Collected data
━━━━━━━━━━

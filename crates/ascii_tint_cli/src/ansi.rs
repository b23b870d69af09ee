//! Truecolor terminal rendering of tinted grids.

use std::io::{self, Write};

use ascii_tint::TintedGrid;
use crossterm::queue;
use crossterm::style::{Color, Print, ResetColor, SetForegroundColor};

/// Write every row of `grid`, coloring ink cells with their resolved color.
pub fn write_grid<W: Write>(out: &mut W, grid: &TintedGrid) -> io::Result<()> {
    for row in grid.rows() {
        let mut current = None;
        for cell in row {
            if cell.color != current {
                match cell.color {
                    Some(rgb) => queue!(
                        out,
                        SetForegroundColor(Color::Rgb { r: rgb.r, g: rgb.g, b: rgb.b })
                    )?,
                    None => queue!(out, ResetColor)?,
                }
                current = cell.color;
            }
            queue!(out, Print(cell.ch))?;
        }
        if current.is_some() {
            queue!(out, ResetColor)?;
        }
        queue!(out, Print('\n'))?;
    }
    out.flush()
}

━━━━━━━━━━

- **PROBLEM DESCRIPTION**
Starting at the line that holds "repository b23b870d69af09ee", set down each line exactly through the last line of the records above, and no others.

- **RESULT OF THE EXERCISE**
repository b23b870d69af09ee
//! Truecolor terminal rendering of tinted grids.

use std::io::{self, Write};

use ascii_tint::TintedGrid;
use crossterm::queue;
use crossterm::style::{Color, Print, ResetColor, SetForegroundColor};

/// Write every row of `grid`, coloring ink cells with their resolved color.
pub fn write_grid<W: Write>(out: &mut W, grid: &TintedGrid) -> io::Result<()> {
    for row in grid.rows() {
        let mut current = None;
        for cell in row {
            if cell.color != current {
                match cell.color {
                    Some(rgb) => queue!(
                        out,
                        SetForegroundColor(Color::Rgb { r: rgb.r, g: rgb.g, b: rgb.b })
                    )?,
                    None => queue!(out, ResetColor)?,
                }
                current = cell.color;
            }
            queue!(out, Print(cell.ch))?;
        }
        if current.is_some() {
            queue!(out, ResetColor)?;
        }
        queue!(out, Print('\n'))?;
    }
    out.flush()
}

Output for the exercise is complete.